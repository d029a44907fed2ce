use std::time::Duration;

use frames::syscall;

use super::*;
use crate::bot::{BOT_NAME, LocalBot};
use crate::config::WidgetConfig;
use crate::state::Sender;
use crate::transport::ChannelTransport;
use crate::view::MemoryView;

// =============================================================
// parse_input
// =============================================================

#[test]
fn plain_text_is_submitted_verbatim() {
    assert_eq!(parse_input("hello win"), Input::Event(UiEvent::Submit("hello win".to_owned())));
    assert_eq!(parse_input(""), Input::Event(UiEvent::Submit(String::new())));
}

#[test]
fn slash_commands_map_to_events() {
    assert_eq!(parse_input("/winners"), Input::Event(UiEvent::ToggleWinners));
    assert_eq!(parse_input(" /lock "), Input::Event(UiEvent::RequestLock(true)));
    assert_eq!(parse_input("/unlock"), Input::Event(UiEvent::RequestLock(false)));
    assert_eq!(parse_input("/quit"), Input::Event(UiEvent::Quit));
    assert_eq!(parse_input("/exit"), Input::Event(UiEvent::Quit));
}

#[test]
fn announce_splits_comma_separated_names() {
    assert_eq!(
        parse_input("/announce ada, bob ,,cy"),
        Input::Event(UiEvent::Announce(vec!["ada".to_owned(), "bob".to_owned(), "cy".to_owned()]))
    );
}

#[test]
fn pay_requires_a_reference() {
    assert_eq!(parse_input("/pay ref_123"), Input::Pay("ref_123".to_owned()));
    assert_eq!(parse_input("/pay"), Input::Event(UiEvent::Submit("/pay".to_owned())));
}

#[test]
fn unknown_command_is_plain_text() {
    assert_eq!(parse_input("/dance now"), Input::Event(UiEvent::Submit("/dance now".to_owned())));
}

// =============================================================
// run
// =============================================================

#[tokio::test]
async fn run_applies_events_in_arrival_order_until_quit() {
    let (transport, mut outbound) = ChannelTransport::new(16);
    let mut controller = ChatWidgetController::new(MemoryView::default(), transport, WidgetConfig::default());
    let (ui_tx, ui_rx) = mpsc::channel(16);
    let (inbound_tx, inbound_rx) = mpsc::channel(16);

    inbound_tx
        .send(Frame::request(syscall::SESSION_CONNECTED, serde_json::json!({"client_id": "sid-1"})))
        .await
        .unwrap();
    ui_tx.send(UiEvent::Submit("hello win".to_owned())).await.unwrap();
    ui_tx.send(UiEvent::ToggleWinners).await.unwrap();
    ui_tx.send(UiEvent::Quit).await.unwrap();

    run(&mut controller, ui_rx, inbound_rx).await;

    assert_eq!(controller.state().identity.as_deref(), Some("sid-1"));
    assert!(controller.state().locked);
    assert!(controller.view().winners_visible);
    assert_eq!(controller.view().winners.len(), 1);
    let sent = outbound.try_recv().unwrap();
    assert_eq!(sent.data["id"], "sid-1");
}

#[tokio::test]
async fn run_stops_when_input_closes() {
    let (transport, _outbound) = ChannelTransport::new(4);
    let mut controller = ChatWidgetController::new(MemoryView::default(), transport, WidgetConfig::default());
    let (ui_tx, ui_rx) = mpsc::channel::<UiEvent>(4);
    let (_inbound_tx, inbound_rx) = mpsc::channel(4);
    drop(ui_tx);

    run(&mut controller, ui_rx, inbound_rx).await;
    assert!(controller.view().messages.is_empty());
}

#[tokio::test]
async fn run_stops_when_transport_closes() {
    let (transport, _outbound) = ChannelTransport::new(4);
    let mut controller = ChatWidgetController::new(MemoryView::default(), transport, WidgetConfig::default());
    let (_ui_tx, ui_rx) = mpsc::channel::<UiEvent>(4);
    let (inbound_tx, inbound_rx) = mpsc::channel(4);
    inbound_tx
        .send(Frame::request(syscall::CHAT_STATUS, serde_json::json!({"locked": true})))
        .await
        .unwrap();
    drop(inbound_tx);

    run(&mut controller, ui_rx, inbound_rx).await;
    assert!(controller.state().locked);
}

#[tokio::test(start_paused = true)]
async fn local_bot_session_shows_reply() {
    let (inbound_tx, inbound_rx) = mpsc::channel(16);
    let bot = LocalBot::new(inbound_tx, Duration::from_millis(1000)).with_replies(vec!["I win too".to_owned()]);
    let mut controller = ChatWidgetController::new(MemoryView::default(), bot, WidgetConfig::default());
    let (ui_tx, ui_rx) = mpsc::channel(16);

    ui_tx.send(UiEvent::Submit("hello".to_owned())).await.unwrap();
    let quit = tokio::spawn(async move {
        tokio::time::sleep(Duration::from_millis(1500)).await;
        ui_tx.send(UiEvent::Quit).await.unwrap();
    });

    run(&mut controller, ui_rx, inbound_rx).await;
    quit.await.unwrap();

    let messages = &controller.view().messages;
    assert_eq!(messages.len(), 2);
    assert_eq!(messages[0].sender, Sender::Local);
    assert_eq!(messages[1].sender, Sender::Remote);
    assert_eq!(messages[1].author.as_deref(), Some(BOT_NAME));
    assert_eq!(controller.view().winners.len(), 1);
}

__________________________________________________

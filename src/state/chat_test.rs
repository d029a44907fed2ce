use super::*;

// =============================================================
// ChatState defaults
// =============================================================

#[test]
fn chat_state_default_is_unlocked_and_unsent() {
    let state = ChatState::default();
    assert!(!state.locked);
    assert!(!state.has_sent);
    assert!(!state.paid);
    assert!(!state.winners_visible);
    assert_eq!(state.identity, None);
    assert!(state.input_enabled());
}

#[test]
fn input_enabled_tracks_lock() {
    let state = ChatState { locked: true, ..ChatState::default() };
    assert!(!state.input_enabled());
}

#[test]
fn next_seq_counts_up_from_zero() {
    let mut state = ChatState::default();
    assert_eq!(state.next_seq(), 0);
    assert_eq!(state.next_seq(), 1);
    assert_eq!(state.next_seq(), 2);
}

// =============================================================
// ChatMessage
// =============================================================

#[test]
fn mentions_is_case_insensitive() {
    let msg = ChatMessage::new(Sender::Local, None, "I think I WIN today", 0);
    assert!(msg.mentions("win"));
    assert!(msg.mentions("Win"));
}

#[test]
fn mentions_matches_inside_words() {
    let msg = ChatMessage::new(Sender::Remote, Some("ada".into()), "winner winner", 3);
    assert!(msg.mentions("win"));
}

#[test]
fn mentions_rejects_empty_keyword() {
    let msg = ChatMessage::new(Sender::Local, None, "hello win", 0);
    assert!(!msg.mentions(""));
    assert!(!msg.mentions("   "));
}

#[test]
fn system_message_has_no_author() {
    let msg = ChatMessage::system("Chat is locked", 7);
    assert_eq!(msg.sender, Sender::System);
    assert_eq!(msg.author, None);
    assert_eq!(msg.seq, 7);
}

__________________________________________________

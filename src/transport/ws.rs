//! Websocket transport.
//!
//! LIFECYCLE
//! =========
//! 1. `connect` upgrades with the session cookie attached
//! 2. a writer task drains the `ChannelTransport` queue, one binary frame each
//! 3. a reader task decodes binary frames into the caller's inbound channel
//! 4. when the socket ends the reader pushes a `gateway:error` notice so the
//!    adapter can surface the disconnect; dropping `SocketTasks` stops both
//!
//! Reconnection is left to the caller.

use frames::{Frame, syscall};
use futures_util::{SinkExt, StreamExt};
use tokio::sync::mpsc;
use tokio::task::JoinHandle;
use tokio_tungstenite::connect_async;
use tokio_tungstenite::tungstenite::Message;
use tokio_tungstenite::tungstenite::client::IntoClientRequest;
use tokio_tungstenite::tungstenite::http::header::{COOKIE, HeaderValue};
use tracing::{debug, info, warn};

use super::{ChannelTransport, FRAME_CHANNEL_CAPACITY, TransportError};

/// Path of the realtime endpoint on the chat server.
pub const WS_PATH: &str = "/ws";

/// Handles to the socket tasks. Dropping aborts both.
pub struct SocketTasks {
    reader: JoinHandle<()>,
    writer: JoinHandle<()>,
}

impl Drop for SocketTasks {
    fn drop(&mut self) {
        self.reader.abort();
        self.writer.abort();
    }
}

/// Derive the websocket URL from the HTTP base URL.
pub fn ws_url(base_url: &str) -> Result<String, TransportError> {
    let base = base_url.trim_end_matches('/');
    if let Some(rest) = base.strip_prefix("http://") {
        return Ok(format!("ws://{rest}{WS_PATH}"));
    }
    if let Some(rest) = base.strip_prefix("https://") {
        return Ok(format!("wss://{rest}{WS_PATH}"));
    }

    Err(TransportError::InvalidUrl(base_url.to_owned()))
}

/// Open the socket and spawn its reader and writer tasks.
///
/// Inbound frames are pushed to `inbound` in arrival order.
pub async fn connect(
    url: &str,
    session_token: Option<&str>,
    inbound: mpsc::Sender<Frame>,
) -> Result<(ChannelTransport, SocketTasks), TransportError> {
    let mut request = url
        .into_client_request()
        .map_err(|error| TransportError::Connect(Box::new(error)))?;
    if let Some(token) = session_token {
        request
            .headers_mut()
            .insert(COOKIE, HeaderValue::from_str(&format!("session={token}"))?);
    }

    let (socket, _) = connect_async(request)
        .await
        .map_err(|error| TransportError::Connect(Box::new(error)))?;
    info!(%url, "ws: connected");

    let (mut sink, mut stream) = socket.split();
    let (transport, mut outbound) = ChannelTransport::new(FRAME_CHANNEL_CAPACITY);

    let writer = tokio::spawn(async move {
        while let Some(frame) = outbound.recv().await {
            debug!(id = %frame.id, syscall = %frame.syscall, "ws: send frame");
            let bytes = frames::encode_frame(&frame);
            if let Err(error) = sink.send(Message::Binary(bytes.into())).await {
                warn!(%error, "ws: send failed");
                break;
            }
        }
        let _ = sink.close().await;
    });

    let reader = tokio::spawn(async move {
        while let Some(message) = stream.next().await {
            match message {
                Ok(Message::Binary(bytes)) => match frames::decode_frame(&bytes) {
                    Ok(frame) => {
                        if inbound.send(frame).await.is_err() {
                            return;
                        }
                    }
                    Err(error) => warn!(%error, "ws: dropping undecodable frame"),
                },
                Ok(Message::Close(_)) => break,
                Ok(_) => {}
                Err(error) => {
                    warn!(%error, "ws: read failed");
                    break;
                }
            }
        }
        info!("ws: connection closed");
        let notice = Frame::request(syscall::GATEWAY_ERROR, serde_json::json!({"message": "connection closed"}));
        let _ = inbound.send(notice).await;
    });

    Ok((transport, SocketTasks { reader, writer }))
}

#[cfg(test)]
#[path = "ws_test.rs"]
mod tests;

__________________________________________________

Description of the task
Every line of the records above where the string "reader" is found should be copied.

Answer to this task
//! 3. a reader task decodes binary frames into the caller's inbound channel
//! 4. when the socket ends the reader pushes a `gateway:error` notice so the
    reader: JoinHandle<()>,
        self.reader.abort();
/// Open the socket and spawn its reader and writer tasks.
    let reader = tokio::spawn(async move {
    Ok((transport, SocketTasks { reader, writer }))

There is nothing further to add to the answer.